Surprisingly, this programme is one of the first ever long-term ecological monitoring efforts of giraffe in Africa. As part of our larger Namibian countrywide programme, we work closely with communal conservancies in order to develop the first-ever Giraffe Conservation Status Assessment (Country Profile) in Namibia. This document provides an important baseline to inform the development of the first-ever National Giraffe Conservation Strategy for Namibia, a potential future initiative of the Namibian Ministry of Environment & Tourism (MET). Furthermore, the invaluable data obtained from this work is fed back to local communities and communal conservancies as well as into the first-ever formal IUCN RedList assessment of Angolan giraffe in collaboration with the IUCN SSC Giraffe & Okapi Specialist Group.
Namibia’s northwest is one of the last remaining wildernesses on the continent and home to a plethora of desert-adapted wildlife including elephant, black rhino, lion, leopard, cheetah, mountain zebra, oryx, springbok, and of course, giraffe. Giraffe roam widely in the region and evidence of their long-term existence can be found in the rock engravings by the indigenous San people.
Giraffe occur throughout the northern river catchments of the twelve major westerly flowing ephemeral river systems that occupy the hyper- to semi-arid areas of western Namibia.
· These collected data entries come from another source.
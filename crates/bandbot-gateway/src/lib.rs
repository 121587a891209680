//! External collaborators of the band trader.
//!
//! Everything the orchestration loop talks to outside the process sits behind
//! a trait here:
//! - `ExchangeGateway`: tickers, positions, orders, realized pnl
//! - `MarketDataSource`: read-only tickers (also feeds the cross-asset index)
//! - `AlertSink`: fire-and-forget operator notifications
//! - `ShutdownSwitch`: externally mutable run/stop flag
//!
//! Shipped implementations: OKX public market data over REST, a paper
//! exchange, an observation wrapper that never sends orders, log and webhook
//! alert sinks, and a file-backed switch.

pub mod alert;
pub mod error;
pub mod exchange;
pub mod market_data;
pub mod observe;
pub mod okx;
pub mod paper;
pub mod switch;

pub use alert::{notify, AlertSink, LogAlertSink, WebhookAlertSink};
pub use error::{GatewayError, GatewayResult};
pub use exchange::{CloseMode, CloseOutcome, ExchangeGateway, OrderAck};
pub use market_data::{cross_asset_index, normalized_index, MarketDataSource, ScriptedMarketData};
pub use observe::ObservationExchange;
pub use okx::{parse_ticker, OkxMarketData, OKX_BASE_URL};
pub use paper::{PaperConfig, PaperExchange};
pub use switch::{FileSwitch, ShutdownSwitch};
//! Shared fixtures for the integration tests.

pub mod harness;
pub mod market;
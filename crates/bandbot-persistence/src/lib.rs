//! State snapshots and JSON Lines records.
//!
//! - `SnapshotStore`: one whole-record state file, replaced atomically
//! - `JsonLinesWriter`: append-only daily files for cycle records and events
//! - `DailyCloseArchive`: one line per closed trading day
//! - `read_records`: reads the daily files back for model retraining

pub mod archive;
pub mod error;
pub mod reader;
pub mod records;
pub mod snapshot;
pub mod writer;

pub use archive::DailyCloseArchive;
pub use error::{PersistenceError, PersistenceResult};
pub use reader::read_records;
pub use records::{CycleRecord, DailyCloseRecord, EventRecord, EventStatus};
pub use snapshot::{LoadOutcome, SnapshotStore, StateSnapshot};
pub use writer::JsonLinesWriter;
Many of the ephemeral rivers end in the Namib Desert within the Skeleton Coast Park. Seasonal rainfall in these catchments is the major driving force behind their occasional flow, and when strong enough, results in the rivers flowing into the Atlantic Ocean. The study region covers a minimum of 7,500km2 ecologically linked as wildlife migrates between the catchments. The riparian woodlands of the catchment areas are the main source of life for all larger mammals of the region, from wildlife to domestic stock, as well as humans. The area predominantly comprises communal farmland, although it extends into protected areas in the extreme west of the Hoanib and Khumib Rivers. No fences restrict the free movement of wildlife between communal farmland and the protected Skeleton Coast Park.